Initially, the French Interior Ministry announced 13 deaths from the floods in the Aude region. But French Prime Minister Edouard Philippe said after visiting damaged areas that the number was corrected to 10. Authorities said some victims had been counted twice.
In the town of Villegailhenc, resident Ines Siguet said floodwaters rose so quickly after the rains swept in from the Mediterranean that residents fled to rooftops. Siguet, 17,
"There's nothing left. There's just a hole," the teenager, whose school was closed amid the destruction, told The Associated Press. "It was very violent."
Residents described violent walls of water that crashed through doors and quickly inundated homes. A Villegailhenc resident described for French news channel BFMTV how little time there was to escape.
"It was raining, raining, raining and my wife says to me, 'We can hear water, switch on the light.' So I switch on the light and nothing, it's pitch black. So, what do I do? I get up and my feet are in water. I go to the kitchen, I open the door. Impossible. I am trying hard and then the water rose up to my belly," the resident, who was identified only as Jean-Marc, told the broadcaster. "We took what we could and went to the attic. So I had to take the ladder that was behind the house and had water up to my torso. I was terribly afraid."

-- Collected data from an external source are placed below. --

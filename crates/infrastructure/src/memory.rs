//! 仓储接口的内存实现
//!
//! 供集成测试和本地开发使用，语义与 PostgreSQL 实现一致：
//! 自增 ID、唯一约束冲突、幂等 upsert。成员表在房间仓储和
//! 成员仓储之间共享，以支持按成员列出房间。

use std::collections::HashMap;
use std::sync::atomic::{AtomicI64, Ordering};
use std::sync::Arc;

use async_trait::async_trait;
use tokio::sync::RwLock;

use domain::{
    Message, MessageId, MessageReceipt, MessageRepository, NewRoom, NewUser, ReceiptRepository,
    ReceiptUpdate, RepositoryError, RepositoryResult, Room, RoomId, RoomMember,
    RoomMemberProfile, RoomMemberRepository, RoomRepository, Timestamp, User, UserId,
    UserRepository,
};

type MembershipTable = Arc<RwLock<HashMap<(RoomId, UserId), RoomMember>>>;
type UserTable = Arc<RwLock<HashMap<UserId, User>>>;

/// 一套互相接通的内存仓储
pub struct MemoryRepositories {
    pub users: Arc<InMemoryUserRepository>,
    pub rooms: Arc<InMemoryRoomRepository>,
    pub members: Arc<InMemoryRoomMemberRepository>,
    pub messages: Arc<InMemoryMessageRepository>,
    pub receipts: Arc<InMemoryReceiptRepository>,
}

impl MemoryRepositories {
    pub fn new() -> Self {
        let user_table: UserTable = Arc::new(RwLock::new(HashMap::new()));
        let membership: MembershipTable = Arc::new(RwLock::new(HashMap::new()));
        Self {
            users: Arc::new(InMemoryUserRepository::with_table(user_table.clone())),
            rooms: Arc::new(InMemoryRoomRepository::with_memberships(membership.clone())),
            members: Arc::new(InMemoryRoomMemberRepository::new(membership, user_table)),
            messages: Arc::new(InMemoryMessageRepository::new()),
            receipts: Arc::new(InMemoryReceiptRepository::new()),
        }
    }
}

impl Default for MemoryRepositories {
    fn default() -> Self {
        Self::new()
    }
}

pub struct InMemoryUserRepository {
    next_id: AtomicI64,
    users: UserTable,
}

impl InMemoryUserRepository {
    pub fn new() -> Self {
        Self::with_table(Arc::new(RwLock::new(HashMap::new())))
    }

    fn with_table(users: UserTable) -> Self {
        Self {
            next_id: AtomicI64::new(0),
            users,
        }
    }
}

impl Default for InMemoryUserRepository {
    fn default() -> Self {
        Self::new()
    }
}

#[async_trait]
impl UserRepository for InMemoryUserRepository {
    async fn create(&self, user: NewUser) -> RepositoryResult<User> {
        let mut users = self.users.write().await;
        if users.values().any(|existing| existing.email == user.email) {
            return Err(RepositoryError::Conflict);
        }

        let id = UserId::new(self.next_id.fetch_add(1, Ordering::SeqCst) + 1);
        let user = User {
            id,
            name: user.name,
            email: user.email,
            password_hash: user.password_hash,
            last_seen: None,
            created_at: chrono::Utc::now(),
        };
        users.insert(id, user.clone());
        Ok(user)
    }

    async fn find_by_email(&self, email: &str) -> RepositoryResult<Option<User>> {
        let users = self.users.read().await;
        Ok(users.values().find(|user| user.email == email).cloned())
    }

    async fn find_by_id(&self, id: UserId) -> RepositoryResult<Option<User>> {
        let users = self.users.read().await;
        Ok(users.get(&id).cloned())
    }

    async fn set_last_seen(&self, id: UserId, at: Timestamp) -> RepositoryResult<()> {
        let mut users = self.users.write().await;
        if let Some(user) = users.get_mut(&id) {
            user.last_seen = Some(at);
        }
        Ok(())
    }
}

pub struct InMemoryRoomRepository {
    next_id: AtomicI64,
    rooms: RwLock<HashMap<RoomId, Room>>,
    memberships: MembershipTable,
}

impl InMemoryRoomRepository {
    pub fn new() -> Self {
        Self::with_memberships(Arc::new(RwLock::new(HashMap::new())))
    }

    fn with_memberships(memberships: MembershipTable) -> Self {
        Self {
            next_id: AtomicI64::new(0),
            rooms: RwLock::new(HashMap::new()),
            memberships,
        }
    }
}

impl Default for InMemoryRoomRepository {
    fn default() -> Self {
        Self::new()
    }
}

#[async_trait]
impl RoomRepository for InMemoryRoomRepository {
    async fn create(&self, room: NewRoom) -> RepositoryResult<Room> {
        let id = RoomId::new(self.next_id.fetch_add(1, Ordering::SeqCst) + 1);
        let room = Room {
            id,
            name: room.name,
            is_private: room.is_private,
            invite_code: room.invite_code,
            created_by: room.created_by,
            created_at: chrono::Utc::now(),
        };
        self.rooms.write().await.insert(id, room.clone());
        Ok(room)
    }

    async fn find_by_id(&self, id: RoomId) -> RepositoryResult<Option<Room>> {
        Ok(self.rooms.read().await.get(&id).cloned())
    }

    async fn list_for_user(&self, user_id: UserId) -> RepositoryResult<Vec<Room>> {
        let room_ids: Vec<RoomId> = {
            let memberships = self.memberships.read().await;
            memberships
                .keys()
                .filter(|(_, member)| *member == user_id)
                .map(|(room_id, _)| *room_id)
                .collect()
        };

        let rooms = self.rooms.read().await;
        let mut joined: Vec<Room> = room_ids
            .into_iter()
            .filter_map(|id| rooms.get(&id).cloned())
            .collect();
        joined.sort_by_key(|room| room.id);
        Ok(joined)
    }
}

pub struct InMemoryRoomMemberRepository {
    members: MembershipTable,
    users: UserTable,
}

impl InMemoryRoomMemberRepository {
    fn new(members: MembershipTable, users: UserTable) -> Self {
        Self { members, users }
    }
}

#[async_trait]
impl RoomMemberRepository for InMemoryRoomMemberRepository {
    async fn is_member(&self, room_id: RoomId, user_id: UserId) -> RepositoryResult<bool> {
        let members = self.members.read().await;
        Ok(members.contains_key(&(room_id, user_id)))
    }

    async fn upsert(
        &self,
        room_id: RoomId,
        user_id: UserId,
        joined_at: Timestamp,
    ) -> RepositoryResult<()> {
        let mut members = self.members.write().await;
        members.entry((room_id, user_id)).or_insert(RoomMember {
            room_id,
            user_id,
            joined_at,
        });
        Ok(())
    }

    async fn list_profiles(&self, room_id: RoomId) -> RepositoryResult<Vec<RoomMemberProfile>> {
        let member_ids: Vec<UserId> = {
            let members = self.members.read().await;
            members
                .keys()
                .filter(|(room, _)| *room == room_id)
                .map(|(_, user_id)| *user_id)
                .collect()
        };

        let users = self.users.read().await;
        let mut profiles: Vec<RoomMemberProfile> = member_ids
            .into_iter()
            .filter_map(|user_id| {
                users.get(&user_id).map(|user| RoomMemberProfile {
                    user_id,
                    name: user.name.clone(),
                    last_seen: user.last_seen,
                })
            })
            .collect();
        profiles.sort_by_key(|profile| profile.user_id);
        Ok(profiles)
    }
}

#[derive(Default)]
pub struct InMemoryMessageRepository {
    next_id: AtomicI64,
    messages: RwLock<HashMap<MessageId, Message>>,
}

impl InMemoryMessageRepository {
    pub fn new() -> Self {
        Self::default()
    }
}

#[async_trait]
impl MessageRepository for InMemoryMessageRepository {
    async fn create(
        &self,
        room_id: RoomId,
        sender_id: UserId,
        content: String,
        created_at: Timestamp,
    ) -> RepositoryResult<Message> {
        let id = MessageId::new(self.next_id.fetch_add(1, Ordering::SeqCst) + 1);
        let message = Message {
            id,
            room_id,
            sender_id,
            content,
            created_at,
        };
        self.messages.write().await.insert(id, message.clone());
        Ok(message)
    }

    async fn find_by_id(&self, id: MessageId) -> RepositoryResult<Option<Message>> {
        Ok(self.messages.read().await.get(&id).cloned())
    }

    async fn list_by_room(
        &self,
        room_id: RoomId,
        before: Option<MessageId>,
        limit: u32,
    ) -> RepositoryResult<Vec<Message>> {
        let messages = self.messages.read().await;
        let mut page: Vec<Message> = messages
            .values()
            .filter(|message| message.room_id == room_id)
            .filter(|message| before.is_none_or(|cursor| message.id < cursor))
            .cloned()
            .collect();
        page.sort_by(|a, b| b.id.cmp(&a.id));
        page.truncate(limit as usize);
        Ok(page)
    }
}

#[derive(Default)]
pub struct InMemoryReceiptRepository {
    receipts: RwLock<HashMap<(MessageId, UserId), MessageReceipt>>,
}

impl InMemoryReceiptRepository {
    pub fn new() -> Self {
        Self::default()
    }
}

#[async_trait]
impl ReceiptRepository for InMemoryReceiptRepository {
    async fn upsert(
        &self,
        message_id: MessageId,
        user_id: UserId,
        update: ReceiptUpdate,
    ) -> RepositoryResult<MessageReceipt> {
        let mut receipts = self.receipts.write().await;
        let receipt = receipts.entry((message_id, user_id)).or_insert(MessageReceipt {
            message_id,
            user_id,
            delivered_at: None,
            read_at: None,
        });
        if let Some(at) = update.delivered_at {
            receipt.delivered_at = Some(at);
        }
        if let Some(at) = update.read_at {
            receipt.read_at = Some(at);
        }
        Ok(receipt.clone())
    }

    async fn find(
        &self,
        message_id: MessageId,
        user_id: UserId,
    ) -> RepositoryResult<Option<MessageReceipt>> {
        let receipts = self.receipts.read().await;
        Ok(receipts.get(&(message_id, user_id)).cloned())
    }
}
//! 领域模型错误定义

use thiserror::Error;

/// 领域模型错误类型
#[derive(Error, Debug, Clone, PartialEq)]
pub enum DomainError {
    /// 验证错误
    #[error("validation failed: {field}: {message}")]
    ValidationError { field: String, message: String },

    /// 资源不存在
    #[error("{resource_type} not found: {resource_id}")]
    ResourceNotFound {
        resource_type: String,
        resource_id: String,
    },

    /// 资源已存在
    #[error("{resource_type} already exists: {identifier}")]
    ResourceAlreadyExists {
        resource_type: String,
        identifier: String,
    },

    /// 权限不足
    #[error("permission denied: {action}")]
    PermissionDenied { action: String },

    /// 私有房间需要正确的邀请码
    #[error("invite code required")]
    InviteRequired,
}

impl DomainError {
    /// 创建验证错误
    pub fn validation_error(field: impl Into<String>, message: impl Into<String>) -> Self {
        Self::ValidationError {
            field: field.into(),
            message: message.into(),
        }
    }

    /// 创建资源不存在错误
    pub fn resource_not_found(
        resource_type: impl Into<String>,
        resource_id: impl Into<String>,
    ) -> Self {
        Self::ResourceNotFound {
            resource_type: resource_type.into(),
            resource_id: resource_id.into(),
        }
    }

    /// 创建资源已存在错误
    pub fn resource_already_exists(
        resource_type: impl Into<String>,
        identifier: impl Into<String>,
    ) -> Self {
        Self::ResourceAlreadyExists {
            resource_type: resource_type.into(),
            identifier: identifier.into(),
        }
    }

    /// 创建权限错误
    pub fn permission_denied(action: impl Into<String>) -> Self {
        Self::PermissionDenied {
            action: action.into(),
        }
    }
}

/// 领域模型结果类型
pub type DomainResult<T> = Result<T, DomainError>;
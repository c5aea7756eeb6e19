//! 用例服务

pub mod room_service;
pub mod user_service;

pub use room_service::{CreateRoomRequest, MessagePage, RoomService, RoomServiceDependencies};
pub use user_service::{
    AuthenticateUserRequest, RegisterUserRequest, UserService, UserServiceDependencies,
};
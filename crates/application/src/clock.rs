use domain::Timestamp;

/// 时间来源抽象，便于测试控制时间。
pub trait Clock: Send + Sync {
    fn now(&self) -> Timestamp;
}

#[derive(Debug, Default)]
pub struct SystemClock;

impl Clock for SystemClock {
    fn now(&self) -> Timestamp {
        chrono::Utc::now()
    }
}
//! 用户仓储的 PostgreSQL 实现

use async_trait::async_trait;
use chrono::{DateTime, Utc};
use sqlx::FromRow;

use domain::{
    NewUser, PasswordHash, RepositoryResult, Timestamp, User, UserId, UserRepository,
};

use crate::db::{map_sqlx_error, DbPool};

#[derive(Debug, FromRow)]
struct DbUser {
    id: i64,
    name: String,
    email: String,
    password_hash: String,
    last_seen: Option<DateTime<Utc>>,
    created_at: DateTime<Utc>,
}

impl From<DbUser> for User {
    fn from(row: DbUser) -> Self {
        User {
            id: UserId::new(row.id),
            name: row.name,
            email: row.email,
            password_hash: PasswordHash::new(row.password_hash),
            last_seen: row.last_seen,
            created_at: row.created_at,
        }
    }
}

pub struct PgUserRepository {
    pool: DbPool,
}

impl PgUserRepository {
    pub fn new(pool: DbPool) -> Self {
        Self { pool }
    }
}

#[async_trait]
impl UserRepository for PgUserRepository {
    async fn create(&self, user: NewUser) -> RepositoryResult<User> {
        let row = sqlx::query_as::<_, DbUser>(
            r#"
            INSERT INTO users (name, email, password_hash)
            VALUES ($1, $2, $3)
            RETURNING id, name, email, password_hash, last_seen, created_at
            "#,
        )
        .bind(&user.name)
        .bind(&user.email)
        .bind(user.password_hash.as_str())
        .fetch_one(&self.pool)
        .await
        .map_err(map_sqlx_error)?;

        Ok(row.into())
    }

    async fn find_by_email(&self, email: &str) -> RepositoryResult<Option<User>> {
        let row = sqlx::query_as::<_, DbUser>(
            "SELECT id, name, email, password_hash, last_seen, created_at FROM users WHERE email = $1",
        )
        .bind(email)
        .fetch_optional(&self.pool)
        .await
        .map_err(map_sqlx_error)?;

        Ok(row.map(User::from))
    }

    async fn find_by_id(&self, id: UserId) -> RepositoryResult<Option<User>> {
        let row = sqlx::query_as::<_, DbUser>(
            "SELECT id, name, email, password_hash, last_seen, created_at FROM users WHERE id = $1",
        )
        .bind(i64::from(id))
        .fetch_optional(&self.pool)
        .await
        .map_err(map_sqlx_error)?;

        Ok(row.map(User::from))
    }

    async fn set_last_seen(&self, id: UserId, at: Timestamp) -> RepositoryResult<()> {
        sqlx::query("UPDATE users SET last_seen = $2 WHERE id = $1")
            .bind(i64::from(id))
            .bind(at)
            .execute(&self.pool)
            .await
            .map_err(map_sqlx_error)?;

        Ok(())
    }
}
//! 房间仓储的 PostgreSQL 实现

use async_trait::async_trait;
use chrono::{DateTime, Utc};
use sqlx::FromRow;

use domain::{NewRoom, RepositoryResult, Room, RoomId, RoomRepository, UserId};

use crate::db::{map_sqlx_error, DbPool};

#[derive(Debug, FromRow)]
struct DbRoom {
    id: i64,
    name: String,
    is_private: bool,
    invite_code: Option<String>,
    created_by: i64,
    created_at: DateTime<Utc>,
}

impl From<DbRoom> for Room {
    fn from(row: DbRoom) -> Self {
        Room {
            id: RoomId::new(row.id),
            name: row.name,
            is_private: row.is_private,
            invite_code: row.invite_code,
            created_by: UserId::new(row.created_by),
            created_at: row.created_at,
        }
    }
}

pub struct PgRoomRepository {
    pool: DbPool,
}

impl PgRoomRepository {
    pub fn new(pool: DbPool) -> Self {
        Self { pool }
    }
}

#[async_trait]
impl RoomRepository for PgRoomRepository {
    async fn create(&self, room: NewRoom) -> RepositoryResult<Room> {
        let row = sqlx::query_as::<_, DbRoom>(
            r#"
            INSERT INTO rooms (name, is_private, invite_code, created_by)
            VALUES ($1, $2, $3, $4)
            RETURNING id, name, is_private, invite_code, created_by, created_at
            "#,
        )
        .bind(&room.name)
        .bind(room.is_private)
        .bind(&room.invite_code)
        .bind(i64::from(room.created_by))
        .fetch_one(&self.pool)
        .await
        .map_err(map_sqlx_error)?;

        Ok(row.into())
    }

    async fn find_by_id(&self, id: RoomId) -> RepositoryResult<Option<Room>> {
        let row = sqlx::query_as::<_, DbRoom>(
            "SELECT id, name, is_private, invite_code, created_by, created_at FROM rooms WHERE id = $1",
        )
        .bind(i64::from(id))
        .fetch_optional(&self.pool)
        .await
        .map_err(map_sqlx_error)?;

        Ok(row.map(Room::from))
    }

    async fn list_for_user(&self, user_id: UserId) -> RepositoryResult<Vec<Room>> {
        let rows = sqlx::query_as::<_, DbRoom>(
            r#"
            SELECT r.id, r.name, r.is_private, r.invite_code, r.created_by, r.created_at
            FROM rooms r
            JOIN room_members m ON m.room_id = r.id
            WHERE m.user_id = $1
            ORDER BY r.id
            "#,
        )
        .bind(i64::from(user_id))
        .fetch_all(&self.pool)
        .await
        .map_err(map_sqlx_error)?;

        Ok(rows.into_iter().map(Room::from).collect())
    }
}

Some of the dead appeared to have been swept away by floodwaters, Aude prefect Alain Thirion said. In the town of Conques-sur-Orbiel, the river rose by more than six meters (20 feet), and floodwaters were in some cases too powerful for emergency services to get through, even on boats, he said.
The River Aude, which flows through Carcassonne, Trebes and other towns, reached levels unseen since floods in 1891.
Television images showed water coursing through towns and villages, stranding cars and piling them on top of each other like children's toys.
The French government rushed hundreds of rescue workers to the flood zone and helicopters buzzed overhead.